Pancasila Rekatkan Bangsa dan Tangkal Paham Radikal
A
A
A
JAKARTA - Masyarakat Indonesia harus yakin bahwa Pancasila merupakan satu kehendak bersama yang merupakan satu-satunya ideologi yang dapat mempersatukan perbedaan di Indonesia, negara yang memiliki berbagai suku etnis dan agama.
Pancasila juga membentengi masyarakat Indonesia dari perpecahan dan sekaligus untuk menangkal ideologi alternatif yang mudah masuk karena lemahnya pemahaman masyarakat.
“Tanpa Pancasila, kita akan kehilangan dan kemungkinan besar akan mengalami suatu keretakan dalam menyambut hari depan Indonesia. Masyarakat harus yakin pada diri sendiri bahwa hanya Pancasila yang bisa mempertemukan perbedaan yang ada di Indonesia ini menjadi persamaan untuk merekatkan bangsa ini dan mampu menolak paham radikal,” tutur Deputi I Bidang Pengkajian dan Materi Badan Pembinaan Ideologi Pancasila (BPIP), Anas Saidi, di Jakarta, Kamis 27 September 2018.

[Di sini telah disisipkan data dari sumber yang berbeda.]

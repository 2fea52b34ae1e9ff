//! HTTP routes exercised in-process over the in-memory backends.

use std::sync::Arc;
use std::time::Duration;

use axum::body::{to_bytes, Body};
use axum::http::{header, Method, Request, StatusCode};
use axum::Router;
use promosync_api::routes::health::ReplicaHealth;
use promosync_api::routes::promotions::ProcessCsvResponse;
use promosync_api::telemetry::ApiMetrics;
use promosync_api::{create_router, ApiError, AppState, ErrorCode};
use promosync_core::{Promotion, RetryPolicy};
use promosync_engine::{IngestionLoader, PrimarySink, PromotionService};
use promosync_events::{InMemoryBroker, Producer};
use promosync_storage::{
    CacheAside, InMemoryCache, InMemoryPrimaryStore, InMemoryReplicaStore, PrimaryStore,
    ReplicaStore, Slot,
};
use promosync_test_utils::fixtures;
use serde::de::DeserializeOwned;
use tower::ServiceExt;

struct Harness {
    router: Router,
    primary: InMemoryPrimaryStore,
    replica: InMemoryReplicaStore,
    broker: InMemoryBroker,
}

fn harness() -> Harness {
    let (metrics, registry) = fixtures::metrics_with_registry();
    let primary = InMemoryPrimaryStore::new();
    let replica = InMemoryReplicaStore::new();
    let broker = InMemoryBroker::new();

    let producer = Producer::new(
        Arc::new(broker.clone()),
        RetryPolicy::new(2, Duration::from_millis(1)),
        metrics.clone(),
    );
    let loader = IngestionLoader::new(2, Arc::new(producer), metrics.clone());
    let sink = Arc::new(PrimarySink::new(Arc::new(primary.clone()), metrics.clone()));
    let reader = CacheAside::new(
        Arc::new(InMemoryCache::new()),
        Arc::new(replica.clone()),
        Duration::from_secs(60),
        metrics,
    );
    let service = PromotionService::new(reader, loader, sink);
    let api_metrics = ApiMetrics::new(&registry).unwrap();

    Harness {
        router: create_router(AppState::new(
            service,
            Arc::new(replica.clone()),
            api_metrics,
            registry,
        )),
        primary,
        replica,
        broker,
    }
}

async fn send(router: &Router, request: Request<Body>) -> (StatusCode, Vec<u8>) {
    let response = router.clone().oneshot(request).await.unwrap();
    let status = response.status();
    let body = to_bytes(response.into_body(), usize::MAX).await.unwrap();
    (status, body.to_vec())
}

fn json<T: DeserializeOwned>(body: &[u8]) -> T {
    serde_json::from_slice(body).unwrap()
}

fn get(uri: &str) -> Request<Body> {
    Request::builder().uri(uri).body(Body::empty()).unwrap()
}

fn process_csv(form: String) -> Request<Body> {
    Request::builder()
        .method(Method::POST)
        .uri("/process-csv")
        .header(header::CONTENT_TYPE, "application/x-www-form-urlencoded")
        .body(Body::from(form))
        .unwrap()
}

#[tokio::test]
async fn get_promotion_returns_live_record() {
    let h = harness();
    let record = fixtures::promotion("id1", 12.5);
    h.replica.seed_slot(Slot::A, vec![record.clone()]).unwrap();

    let (status, body) = send(&h.router, get("/promotions/id1")).await;
    assert_eq!(status, StatusCode::OK);
    assert_eq!(json::<Promotion>(&body), record);

    // The cached copy serializes identically.
    let (_, again) = send(&h.router, get("/promotions/id1")).await;
    assert_eq!(body, again);
}

#[tokio::test]
async fn get_missing_promotion_is_not_found() {
    let h = harness();

    let (status, body) = send(&h.router, get("/promotions/nope")).await;
    assert_eq!(status, StatusCode::NOT_FOUND);
    let err: ApiError = json(&body);
    assert_eq!(err.code, ErrorCode::EntityNotFound);
    assert!(err.message.contains("nope"));
}

#[tokio::test]
async fn process_csv_requires_filename() {
    let h = harness();

    for form in ["", "filename=", "filename=%20%20"] {
        let (status, body) = send(&h.router, process_csv(form.to_string())).await;
        assert_eq!(status, StatusCode::BAD_REQUEST, "form {:?}", form);
        assert_eq!(json::<ApiError>(&body).code, ErrorCode::MissingField);
    }
    assert!(h.broker.is_empty());
}

#[tokio::test]
async fn process_csv_loads_primary_and_publishes() {
    let h = harness();
    let dir = tempfile::tempdir().unwrap();
    let path = dir.path().join("promotions.csv");
    std::fs::write(&path, fixtures::csv_document(&fixtures::promotions(25))).unwrap();

    let form = format!("filename={}", path.display());
    let (status, body) = send(&h.router, process_csv(form)).await;
    assert_eq!(status, StatusCode::OK);

    let response: ProcessCsvResponse = json(&body);
    assert_eq!(response.records, 25);
    assert_eq!(response.message, "CSV processed successfully");
    assert_eq!(h.primary.count().await.unwrap(), 25);
    assert_eq!(h.broker.len(), 1);
}

#[tokio::test]
async fn process_csv_rejects_malformed_input() {
    let h = harness();
    let dir = tempfile::tempdir().unwrap();
    let path = dir.path().join("broken.csv");
    let mut doc = fixtures::csv_document(&fixtures::promotions(3));
    doc.push_str("only,two\n");
    std::fs::write(&path, doc).unwrap();

    let (status, body) = send(&h.router, process_csv(format!("filename={}", path.display()))).await;
    assert_eq!(status, StatusCode::BAD_REQUEST);
    assert_eq!(json::<ApiError>(&body).code, ErrorCode::InvalidInput);
    assert!(h.broker.is_empty());
}

#[tokio::test]
async fn process_csv_missing_file_is_bad_request() {
    let h = harness();

    let (status, body) = send(
        &h.router,
        process_csv("filename=/definitely/not/here.csv".to_string()),
    )
    .await;
    assert_eq!(status, StatusCode::BAD_REQUEST);
    assert_eq!(json::<ApiError>(&body).code, ErrorCode::InvalidInput);
}

#[tokio::test]
async fn health_endpoints_respond() {
    let h = harness();

    let (status, body) = send(&h.router, get("/health/ping")).await;
    assert_eq!(status, StatusCode::OK);
    assert_eq!(body, b"pong");

    h.replica
        .seed_slot(Slot::A, fixtures::promotions(3))
        .unwrap();
    let (status, body) = send(&h.router, get("/health/replica")).await;
    assert_eq!(status, StatusCode::OK);
    let health: ReplicaHealth = json(&body);
    assert_eq!(health.live_slot, Slot::A);
    assert_eq!(health.generation, 0);
    assert_eq!(health.live_records, 3);
    assert_eq!(health.version, env!("CARGO_PKG_VERSION"));
}

#[tokio::test]
async fn replica_health_follows_rotation() {
    let h = harness();
    let initial = h.replica.assignment().await.unwrap();
    h.replica
        .seed_slot(initial.live, fixtures::promotions(2))
        .unwrap();
    h.replica
        .insert_batch(initial.shadow, &fixtures::promotions(7))
        .await
        .unwrap();

    let next = h.replica.rotate(&initial).await.unwrap();
    h.replica.clear_slot(next.retired).await.unwrap();

    let (status, body) = send(&h.router, get("/health/replica")).await;
    assert_eq!(status, StatusCode::OK);
    let health: ReplicaHealth = json(&body);
    assert_eq!(health.live_slot, next.live);
    assert_eq!(health.generation, 1);
    assert_eq!(health.live_records, 7);
}

#[tokio::test]
async fn metrics_expose_http_and_engine_series() {
    let h = harness();
    send(&h.router, get("/health/ping")).await;
    send(&h.router, get("/promotions/missing")).await;

    let (status, body) = send(&h.router, get("/metrics")).await;
    assert_eq!(status, StatusCode::OK);
    let text = String::from_utf8(body).unwrap();
    assert!(text.contains("promosync_http_requests_total"));
    assert!(text.contains("path=\"/promotions/:id\""));
    assert!(text.contains("promosync_cache_misses_total"));
}

#[tokio::test]
async fn unknown_route_is_not_found() {
    let h = harness();
    let (status, _) = send(&h.router, get("/nowhere")).await;
    assert_eq!(status, StatusCode::NOT_FOUND);
}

Anas menjelaskan, kesaktian ideologi Pancasila memiliki suatu kekuatan yang dijalankan sebagai pedoman tindakan dalam bernegara. Meski di dalam sejarah, makna atau arti sebuah kesaktian itu karena adanya tragedi G30S/PKI.
Dari sejarah itu membuktikan Pancasila menjadi satu ideologi yang merupakan kekuatan masyarakat Indonesia. Namun persolan tersebut terlihat dari penerapan Pancasila yang mengalami pasang surut selama dua dekade sejak reformasi 1998.
“Ada kecenderungan absennya Pancasila di ruang publik secara intensif. Generasi milenial yang lahir tahun 2000-an umumnya tidak mengenal sejarah bagaimana Pancasila itu dilahirkan dan bagaimana para founding fathers dan mothers itu merumuskan dengan satu kebesaran nilai bangsa Indonesia,” ujarnya.
Dia mengakui bangsa ini sering kali sibuk dengan wacana yang tidak produktif, misalnya ada keinginan untuk mengembalikan Piagam Jakarta dan sebagainya. Padahal Pancasila yang sudah final.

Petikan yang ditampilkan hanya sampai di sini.